The fest’s opening film, Joel Coen’s “The Tragedy of Macbeth,” filmed by DP Bruno Delbonnel, made for a fitting screening as the duo introduced the Denzel Washington and Frances McDormand starring black-and-white film, and shared their inspirations for its stark and otherworldly imagery.

Delbonnel, who described his process for working with Coen as considering a series of “what if” questions, cited as inspiration the cinematography of Ingmar Bergman’s DP Gunnar Fischer. He and Coen added they wanted to avoid the trap of trying to contemporize the classic Shakespeare play or make it too realistic in adapting it to the screen.

Instead they agreed on imagery that wouldn’t look out of place in a Murnau film of the 1920s, embracing strangely blank, irregular battlements and fortifications for “Macbeth” that can’t be placed in any time period.

Creating lighting that does not match between cuts was another move away from creating a logical, relatable world, said Delbonnel, who described his job as more like “making music” than filming.

During the opening gala, the fest also honored cinematographer Mikolaj Syguda for his chilling work on the Bass Astral x Igo music video “Feeling Exactly,” a project that takes on mental health crises written and directed by Grajper.

Actor Haley Bennett, who starred in “The Girl on the Train” and “Hillbilly Elegy,” was also honored with the Camerimage New Generation acting prize and a Golden Frog, the top prize of the fest.

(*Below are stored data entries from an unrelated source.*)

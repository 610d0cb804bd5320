//! Read-only management surface
//!
//! [`TenantManagement`] answers by-id questions about the containers of one
//! runtime, the way an external monitoring agent would ask them. Every
//! lookup of an unknown (or already destroyed) id fails with
//! [`TenantError::IllegalArgument`].

use crate::engine::container::{ContainerState, TenantContainer};
use crate::error::{Result, TenantError};
use crate::runtime::TenantRuntime;
use serde::Serialize;

/// Point-in-time view of one container.
#[derive(Debug, Clone, PartialEq, Eq, Serialize)]
pub struct ContainerStats {
    pub id: u64,
    pub name: String,
    pub state: ContainerState,
    pub attached_threads: usize,
    pub live_spawned_threads: usize,
    /// Nanoseconds accumulated by threads while attached.
    pub accumulated_usage: u64,
    /// Group CPU time in nanoseconds, when CPU accounting is available.
    pub cpu_time: Option<u64>,
}

#[derive(Debug, Clone)]
pub struct TenantManagement {
    runtime: TenantRuntime,
}

impl TenantManagement {
    pub fn new(runtime: TenantRuntime) -> Self {
        Self { runtime }
    }

    pub fn all_ids(&self) -> Result<Vec<u64>> {
        self.runtime.all_ids()
    }

    pub fn name_by_id(&self, id: u64) -> Result<String> {
        Ok(self.lookup(id)?.name().to_string())
    }

    pub fn cpu_time_by_id(&self, id: u64) -> Result<u64> {
        self.lookup(id)?.cpu_time()
    }

    pub fn usage_by_id(&self, id: u64) -> Result<u64> {
        Ok(self.lookup(id)?.accumulated_usage())
    }

    pub fn occupied_memory_by_id(&self, id: u64) -> Result<u64> {
        self.lookup(id)?.occupied_memory()
    }

    pub fn attached_threads_by_id(&self, id: u64) -> Result<usize> {
        Ok(self.lookup(id)?.attached_threads().len())
    }

    pub fn stats_by_id(&self, id: u64) -> Result<ContainerStats> {
        Ok(self.lookup(id)?.stats())
    }

    /// Stats of every live container, ordered by id.
    pub fn all_stats(&self) -> Result<Vec<ContainerStats>> {
        let mut stats = Vec::new();
        for id in self.all_ids()? {
            // A container may be destroyed between the two lookups.
            if let Some(container) = self.runtime.get_by_id(id)? {
                stats.push(container.stats());
            }
        }
        Ok(stats)
    }

    fn lookup(&self, id: u64) -> Result<TenantContainer> {
        self.runtime
            .get_by_id(id)?
            .ok_or_else(|| TenantError::IllegalArgument(format!("no tenant with id {id}")))
    }
}
//! Tenant-aware threads
//!
//! Every OS thread that interacts with a container owns one [`ThreadRecord`].
//! Containers only ever hold `Weak` references to records, so bookkeeping
//! never keeps a finished thread alive, and liveness is polled through
//! [`ThreadRecord::is_terminated`].
//!
//! # Termination model
//!
//! Forced termination is cooperative. A container marks its threads for
//! destruction; tenant code observes the mark at its next check point
//! ([`checkpoint`], [`sleep`], [`park_timeout`], [`park`]) and receives
//! [`TenantDeath`], which it propagates with `?` back to its entry point.
//! Threads blocked in the tenant-aware waiting helpers are woken through
//! their parker, and threads blocked in system calls are knocked out with
//! `SIGURG` so the call returns `EINTR`.
//!
//! # Masking
//!
//! [`mask`] opens a region in which the thread is never marked. A mark
//! requested while masked is remembered and delivered when the outermost
//! [`MaskGuard`] is released.
//!
//! The mask level, the kill mark, the pending mark and the interrupt flag
//! share one atomic word, so marking and mask transitions never interleave:
//! a pending mark only exists while the thread is masked.

use crate::engine::container::{self, RestoreCurrent, TenantContainer};
use crate::error::{Result, TenantDeath};
use nix::sys::pthread::{pthread_kill, pthread_self, Pthread};
use nix::sys::signal::{sigaction, SaFlags, SigAction, SigHandler, SigSet, Signal};
use parking_lot::{Condvar, Mutex};
use serde::Serialize;
use std::any::Any;
use std::cell::RefCell;
use std::fmt;
use std::marker::PhantomData;
use std::panic::Location;
use std::sync::atomic::{AtomicI32, AtomicU64, AtomicU8, Ordering};
use std::sync::{Arc, Once};
use std::time::{Duration, Instant};
use thiserror::Error;
use tracing::{debug, warn};

static NEXT_THREAD_ID: AtomicU64 = AtomicU64::new(1);
static WAKE_HANDLER: Once = Once::new();

/// Signal used to interrupt blocking system calls of a thread being destroyed.
pub const WAKE_SIGNAL: Signal = Signal::SIGURG;

/// Scheduling state of a tracked thread as seen by the kill loop.
#[derive(Debug, Clone, Copy, PartialEq, Eq, Serialize)]
#[repr(u8)]
pub enum RunState {
    New = 0,
    Running = 1,
    Waiting = 2,
    TimedWaiting = 3,
    Terminated = 4,
}

impl RunState {
    fn from_u8(raw: u8) -> Self {
        match raw {
            0 => Self::New,
            1 => Self::Running,
            2 => Self::Waiting,
            3 => Self::TimedWaiting,
            _ => Self::Terminated,
        }
    }

    /// Blocked in one of the tenant-aware waiting helpers.
    pub fn is_waiting(self) -> bool {
        matches!(self, Self::Waiting | Self::TimedWaiting)
    }
}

In giving thanks, she described the relationship between actors and cinematographers as one “so intimate it colors every scene with a visual emotion that one could never express physically.”

British director Joe Wright (“Pride & Prejudice,” “Anna Karenina”), who leads the Camerimage main competition jury, said he felt honored to be among great cinematographers and was eager to begin seeing “many, many frames of beauty and vision and bravery and wonder.”

The festival also screened “Parallel Mothers,” directed by Pedro Almodóvar and with cinematography by José Luis Alcaine, at the opener.

Having first launched in Torun in 1993, Camerimage organizers and city and regional officials said its return to the city two years ago, after running in two other Polish locations, signified something to celebrate. The expected launch of the European Film Center in Torun in 2025 will be another benchmark, they said, announcing a model of the new facility is now on display at the fest.